WHAT IS EXPECTED:
Copy out, exactly, the first line of the entries below and every line after it through the one containing "pub fn code(&self)".

************

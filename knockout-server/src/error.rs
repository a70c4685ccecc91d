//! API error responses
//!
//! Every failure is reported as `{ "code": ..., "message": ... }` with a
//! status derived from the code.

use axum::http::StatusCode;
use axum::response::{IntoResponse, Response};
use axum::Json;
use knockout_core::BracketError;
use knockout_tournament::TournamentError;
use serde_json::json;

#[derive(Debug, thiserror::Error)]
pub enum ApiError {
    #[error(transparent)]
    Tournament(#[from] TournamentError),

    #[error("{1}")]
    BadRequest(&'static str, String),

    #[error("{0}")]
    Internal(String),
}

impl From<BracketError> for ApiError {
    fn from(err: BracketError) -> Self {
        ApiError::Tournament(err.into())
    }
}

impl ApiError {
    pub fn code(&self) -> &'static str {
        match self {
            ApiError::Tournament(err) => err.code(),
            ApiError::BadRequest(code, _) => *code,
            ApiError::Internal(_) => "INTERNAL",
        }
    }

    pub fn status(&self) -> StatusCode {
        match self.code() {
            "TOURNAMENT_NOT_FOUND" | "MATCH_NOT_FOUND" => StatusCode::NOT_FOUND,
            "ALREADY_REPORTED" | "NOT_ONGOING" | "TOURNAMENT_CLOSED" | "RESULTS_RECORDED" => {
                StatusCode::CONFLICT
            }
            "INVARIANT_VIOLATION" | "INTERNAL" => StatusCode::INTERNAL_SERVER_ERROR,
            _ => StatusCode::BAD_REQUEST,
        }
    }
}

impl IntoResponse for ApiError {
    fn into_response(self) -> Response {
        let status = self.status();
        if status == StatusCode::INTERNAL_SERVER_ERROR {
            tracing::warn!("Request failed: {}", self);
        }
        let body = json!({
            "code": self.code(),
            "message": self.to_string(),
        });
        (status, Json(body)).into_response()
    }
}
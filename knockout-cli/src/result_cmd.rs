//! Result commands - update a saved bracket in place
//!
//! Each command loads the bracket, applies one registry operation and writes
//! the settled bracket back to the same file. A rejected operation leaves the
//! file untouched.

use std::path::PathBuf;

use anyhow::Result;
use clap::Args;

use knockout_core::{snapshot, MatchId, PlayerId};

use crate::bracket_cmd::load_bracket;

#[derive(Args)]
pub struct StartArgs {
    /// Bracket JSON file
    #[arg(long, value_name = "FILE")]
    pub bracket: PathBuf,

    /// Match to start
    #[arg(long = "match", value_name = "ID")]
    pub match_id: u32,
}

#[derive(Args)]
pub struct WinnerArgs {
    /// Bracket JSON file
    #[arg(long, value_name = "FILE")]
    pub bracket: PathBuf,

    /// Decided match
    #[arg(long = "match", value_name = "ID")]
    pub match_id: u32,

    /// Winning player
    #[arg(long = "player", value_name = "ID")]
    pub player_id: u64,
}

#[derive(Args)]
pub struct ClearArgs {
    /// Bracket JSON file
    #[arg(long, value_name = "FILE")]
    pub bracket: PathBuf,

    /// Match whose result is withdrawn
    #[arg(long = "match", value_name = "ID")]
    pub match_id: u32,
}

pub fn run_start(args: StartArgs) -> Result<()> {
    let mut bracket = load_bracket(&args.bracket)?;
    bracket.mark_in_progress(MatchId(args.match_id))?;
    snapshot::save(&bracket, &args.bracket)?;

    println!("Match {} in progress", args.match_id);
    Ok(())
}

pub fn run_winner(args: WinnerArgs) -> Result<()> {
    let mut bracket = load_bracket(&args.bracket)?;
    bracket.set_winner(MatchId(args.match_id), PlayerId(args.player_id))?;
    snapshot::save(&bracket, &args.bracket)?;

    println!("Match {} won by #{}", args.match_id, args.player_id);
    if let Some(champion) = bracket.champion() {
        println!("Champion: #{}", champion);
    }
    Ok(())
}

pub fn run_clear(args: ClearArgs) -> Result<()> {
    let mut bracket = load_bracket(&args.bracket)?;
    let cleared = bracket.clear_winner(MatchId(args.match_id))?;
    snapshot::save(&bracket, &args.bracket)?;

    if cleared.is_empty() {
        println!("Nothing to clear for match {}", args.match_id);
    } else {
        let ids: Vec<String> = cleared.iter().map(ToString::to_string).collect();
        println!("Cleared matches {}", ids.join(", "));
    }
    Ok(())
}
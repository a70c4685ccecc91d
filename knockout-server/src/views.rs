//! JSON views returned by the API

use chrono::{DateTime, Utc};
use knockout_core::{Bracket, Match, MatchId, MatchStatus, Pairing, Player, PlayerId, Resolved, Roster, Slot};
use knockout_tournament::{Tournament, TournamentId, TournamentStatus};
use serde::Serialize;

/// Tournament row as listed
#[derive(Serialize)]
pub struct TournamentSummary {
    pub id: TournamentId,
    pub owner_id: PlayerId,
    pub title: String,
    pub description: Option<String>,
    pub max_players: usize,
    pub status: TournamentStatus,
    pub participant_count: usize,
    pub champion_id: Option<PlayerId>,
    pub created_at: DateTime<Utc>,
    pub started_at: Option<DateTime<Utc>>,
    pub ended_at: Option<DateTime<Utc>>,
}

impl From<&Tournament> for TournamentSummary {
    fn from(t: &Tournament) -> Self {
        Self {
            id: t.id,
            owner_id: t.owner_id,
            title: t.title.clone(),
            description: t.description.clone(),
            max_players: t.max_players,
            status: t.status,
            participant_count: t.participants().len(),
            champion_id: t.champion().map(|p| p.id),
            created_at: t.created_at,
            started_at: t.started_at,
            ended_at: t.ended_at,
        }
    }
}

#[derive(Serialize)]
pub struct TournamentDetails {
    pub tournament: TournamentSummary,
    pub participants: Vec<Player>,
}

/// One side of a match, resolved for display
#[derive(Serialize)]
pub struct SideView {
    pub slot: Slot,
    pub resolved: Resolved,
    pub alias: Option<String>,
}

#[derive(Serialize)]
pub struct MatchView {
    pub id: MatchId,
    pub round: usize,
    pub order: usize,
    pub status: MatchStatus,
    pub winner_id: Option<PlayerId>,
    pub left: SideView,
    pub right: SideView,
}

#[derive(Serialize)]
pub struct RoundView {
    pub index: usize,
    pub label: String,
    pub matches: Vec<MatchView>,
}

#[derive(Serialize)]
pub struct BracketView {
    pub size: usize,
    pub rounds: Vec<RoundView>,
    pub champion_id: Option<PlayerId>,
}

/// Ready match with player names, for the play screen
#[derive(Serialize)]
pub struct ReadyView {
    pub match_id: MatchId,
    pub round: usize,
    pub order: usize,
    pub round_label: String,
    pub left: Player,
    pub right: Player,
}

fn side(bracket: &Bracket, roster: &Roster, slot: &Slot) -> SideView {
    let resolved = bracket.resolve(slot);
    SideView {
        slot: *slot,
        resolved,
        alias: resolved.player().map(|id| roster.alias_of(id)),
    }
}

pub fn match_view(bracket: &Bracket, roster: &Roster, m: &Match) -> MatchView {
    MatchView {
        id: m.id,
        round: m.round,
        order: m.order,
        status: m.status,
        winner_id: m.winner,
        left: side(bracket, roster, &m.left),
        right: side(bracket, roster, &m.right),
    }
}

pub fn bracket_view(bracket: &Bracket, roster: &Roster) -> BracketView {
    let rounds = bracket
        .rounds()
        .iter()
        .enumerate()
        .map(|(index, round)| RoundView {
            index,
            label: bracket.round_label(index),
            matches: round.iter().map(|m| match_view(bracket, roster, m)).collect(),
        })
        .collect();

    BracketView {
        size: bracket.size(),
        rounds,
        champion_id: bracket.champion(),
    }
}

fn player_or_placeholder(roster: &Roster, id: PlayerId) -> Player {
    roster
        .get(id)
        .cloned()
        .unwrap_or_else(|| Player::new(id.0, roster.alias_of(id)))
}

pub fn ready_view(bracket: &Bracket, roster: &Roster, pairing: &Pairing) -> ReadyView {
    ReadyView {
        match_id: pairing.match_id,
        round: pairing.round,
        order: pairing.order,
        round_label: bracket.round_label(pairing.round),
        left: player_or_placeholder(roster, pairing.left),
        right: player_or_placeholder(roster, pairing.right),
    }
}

************

REPLY TO THE EXERCISE:
filename knockout-server/src/error.rs
repository a70c4685ccecc91d
//! API error responses
//!
//! Every failure is reported as `{ "code": ..., "message": ... }` with a
//! status derived from the code.

use axum::http::StatusCode;
use axum::response::{IntoResponse, Response};
use axum::Json;
use knockout_core::BracketError;
use knockout_tournament::TournamentError;
use serde_json::json;

#[derive(Debug, thiserror::Error)]
pub enum ApiError {
    #[error(transparent)]
    Tournament(#[from] TournamentError),

    #[error("{1}")]
    BadRequest(&'static str, String),

    #[error("{0}")]
    Internal(String),
}

impl From<BracketError> for ApiError {
    fn from(err: BracketError) -> Self {
        ApiError::Tournament(err.into())
    }
}

impl ApiError {
    pub fn code(&self) -> &'static str {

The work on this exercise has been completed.